Water drips from the sink one drop at a time. Drip, drip, drop, plop. One, two, three, four. I’ve been described as observant by my teachers at school, but I’m taking a mental vacation at the moment. Watching without seeing. I step on the scale and count until the number of drops equals my weight. Three digits. When applied to my body, it quantifies my self worth.
My eyes glance over to the gum wrapper, the only substance I’ve allowed myself within the past twenty-four hours. I read the words I had scribbled on it earlier in an angry script. Fat, ugly, stupid, useless, unloved, nothing. Exactly in the middle I had drawn a stick figure girl with a gigantic, round circle for a stomach. My pen had moved uncontrollably while creating her, as if it wasn’t actually me moving my hand. It was my best friend Ana. As we read the words she had written, as I reach down to feel the fat hovering over my stomach, I know she’s telling me pure truth. Skip dinner and wake up thinner, she whispers in my ear. She’s my best friend and she would never lie to me.
Ana and I were inseparable. It was easy enough to hide her. We were both quiet girls and every evening I brought my dinner up to my room and gave it to her without taking a single bite. I watched her with lust in my eyes, yet never vocalized my thoughts or feelings. It was so easy to keep her a secret, so why was becoming thin so hard for me?
In the middle of my freshman year, Ana introduced me to her best friend Mia. We were a dominating, entwined trio. I thought she was doing me an enormous favor. The numbers on the scale dropped to two digits, but that was still two too many. Although I acted and danced my way through school and parties with elegance and grace, when I got home I prefered to be left alone. Ana never listened and now with Mia tucked away in my room also, swept up in the lies of my silky bed sheets and hidden behind a bolted door, my only option was to lock myself in the bathroom.
I spent every sleepless night hovering over the toilet, puking up everything I hadn’t eaten that day. My tears filled the blue lagoon of despair and loathing below me. Without realizing it, I had developed an eating disorder, but I also had no intentions of stopping it.
I constantly toss and turn on my bed, not having the energy to rise from my death-like state once I crash and burn after school each day. I'm always wearing layers upon layers; my body can't afford to waste the scarce amount of fuel I begrudgingly allow myself to put in its tank to warm itself. The puffy, fluffiness of the extra layers also doubles to cover my wilting, withering frame. No one notices how frail I'm becoming, not Ana or Mia, my family, nor even myself.
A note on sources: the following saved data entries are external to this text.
//! # featurize-store
//!
//! The read contract every feature backend satisfies, and its
//! implementations:
//! - **Memory**: features held in a sorted map.
//! - **Directory**: an on-disk checkout of a feature repository.
//! - **Registry**: a remote feature registry over HTTP.
//! - **Source**: selection of a backend from the user configuration.

#![cfg_attr(test, allow(clippy::expect_used, clippy::unwrap_used))]

pub mod directory;
pub mod memory;
pub mod registry;
pub mod source;

use featurize_common::cancel::CancelToken;
use featurize_common::error::Result;
use featurize_common::types::{Feature, FeatureMeta, Resolution};
use regex::Regex;

pub use directory::DirectoryStore;
pub use memory::MemoryStore;
pub use registry::RegistryStore;
pub use source::open_store;

/// Uniform read access to a feature backend.
///
/// Backends translate their native failures into
/// [`FeaturizeError`](featurize_common::error::FeaturizeError) kinds: a
/// missing feature is `FeatureNotFound`, transport trouble is
/// `StoreUnavailable`. Every call receives the invocation's cancellation
/// token.
pub trait FeatureStore {
    /// Short backend name used in logs and errors.
    fn kind(&self) -> &'static str;

    /// Returns metadata of every feature whose name matches `pattern`, in
    /// arbitrary order.
    ///
    /// # Errors
    ///
    /// Returns an error if the backend cannot be queried.
    fn search_meta(&self, pattern: &Regex, cancel: &CancelToken) -> Result<Vec<FeatureMeta>>;

    /// Returns the metadata of one feature.
    ///
    /// # Errors
    ///
    /// Returns `FeatureNotFound` if no feature has this exact name.
    fn get_meta(&self, name: &str, cancel: &CancelToken) -> Result<FeatureMeta>;

    /// Returns the full data of one feature.
    ///
    /// # Errors
    ///
    /// Returns `FeatureNotFound` if no feature has this exact name.
    fn get_feature(&self, name: &str, cancel: &CancelToken) -> Result<Feature>;

    /// Resolves `names` server-side, when the backend can.
    ///
    /// Implementations must honour the reference resolver's contract.
    /// `None` means the caller should resolve itself.
    fn native_resolve(
        &self,
        _names: &[String],
        _cancel: &CancelToken,
    ) -> Option<Result<Resolution>> {
        None
    }
}

impl<T: FeatureStore + ?Sized> FeatureStore for Box<T> {
    fn kind(&self) -> &'static str {
        (**self).kind()
    }

    fn search_meta(&self, pattern: &Regex, cancel: &CancelToken) -> Result<Vec<FeatureMeta>> {
        (**self).search_meta(pattern, cancel)
    }

    fn get_meta(&self, name: &str, cancel: &CancelToken) -> Result<FeatureMeta> {
        (**self).get_meta(name, cancel)
    }

    fn get_feature(&self, name: &str, cancel: &CancelToken) -> Result<Feature> {
        (**self).get_feature(name, cancel)
    }

    fn native_resolve(
        &self,
        names: &[String],
        cancel: &CancelToken,
    ) -> Option<Result<Resolution>> {
        (**self).native_resolve(names, cancel)
    }
}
I struggle in the never ending monotony of daily life as I know it. Starve, binge, purge, starve, binge, puke. Who would I be without my best friends, pushing me along in my odyssey to become thin? My genuine identity has been disguised by Mia and Ana’s personalities combined, exaggerating the most unfavorable and disastrous traits of each. Yet I'm still never satisfactory or suitable for them, and they drag me to the mirror only to dissect my reflection which stares back at them with wide, cavernous holes where her eyes should be. My reflection is no longer me. Your chest is too small and your stomach is too big. I guess you'll just have to reduce your calories yet again, they giggle and point at me, splintering and shattering my last miniscule thread of self-confidence with each and every word out of their thin, stretched lips. Yet their words are sugar coated with the promise of one day achieving my goal of being as thin as them. Being weightless. A figment of everyone’s imagination. Reaching the magic number, zero.
If I ever told anyone about my best friends, and their pulsating voices in my head, making my ears throb, I’d be called crazy. Kooky. A psycho. Insane in the membrane. They’d label me sick and a problem child. I’d be locked up with no key existing.
Suddenly, the thumping in my head becomes too excessive to withstand any moment longer. I glimpse across the room, squinting at my best friends while they’re mocking me. Without a moment’s hesitation, I grasp the knife concealed underneath my bed with which to slit their throats. Their screams wail in unison then cut off as if they had been frozen like an icicle hanging off their lips. I feel a quick, sharp pang of remorse, but quickly discount it.
I realize how despicable Mia and Ana had been as friends towards me. In that instant I felt accomplished, as if I finally reached weight zero, because I was untethered from the toxicity of the strained relationships with those girls. Guilt and regret swirl around my brain creating conflict with the jumbled soup of thoughts and emotions. Mia and Ana had been with me seemingly forever; they were my best and only companions when I thought truthfully to myself. Who am I when they’ve been the ones controlling my thoughts, actions, and personality?
I wake up shrieking and thrashing in my bed. As I calm my racing heartbeat and flailing limbs I begin to notice the eerie silence blanketing my room like the winter’s first snowfall each year. I can’t help but to wonder, Is all that we see or seem but a dream within a dream? I skittered out of bed and made my way down the hall to the bathroom. I turn on the water and splash my face, enjoying the cold feeling on my skin for once. My eyes dart to the the mirror. The reflection staring back at me has tiny twigs for arms, her rib cage is pronounced, and her eyes are sunken and emotionless. This is all that I see or seem.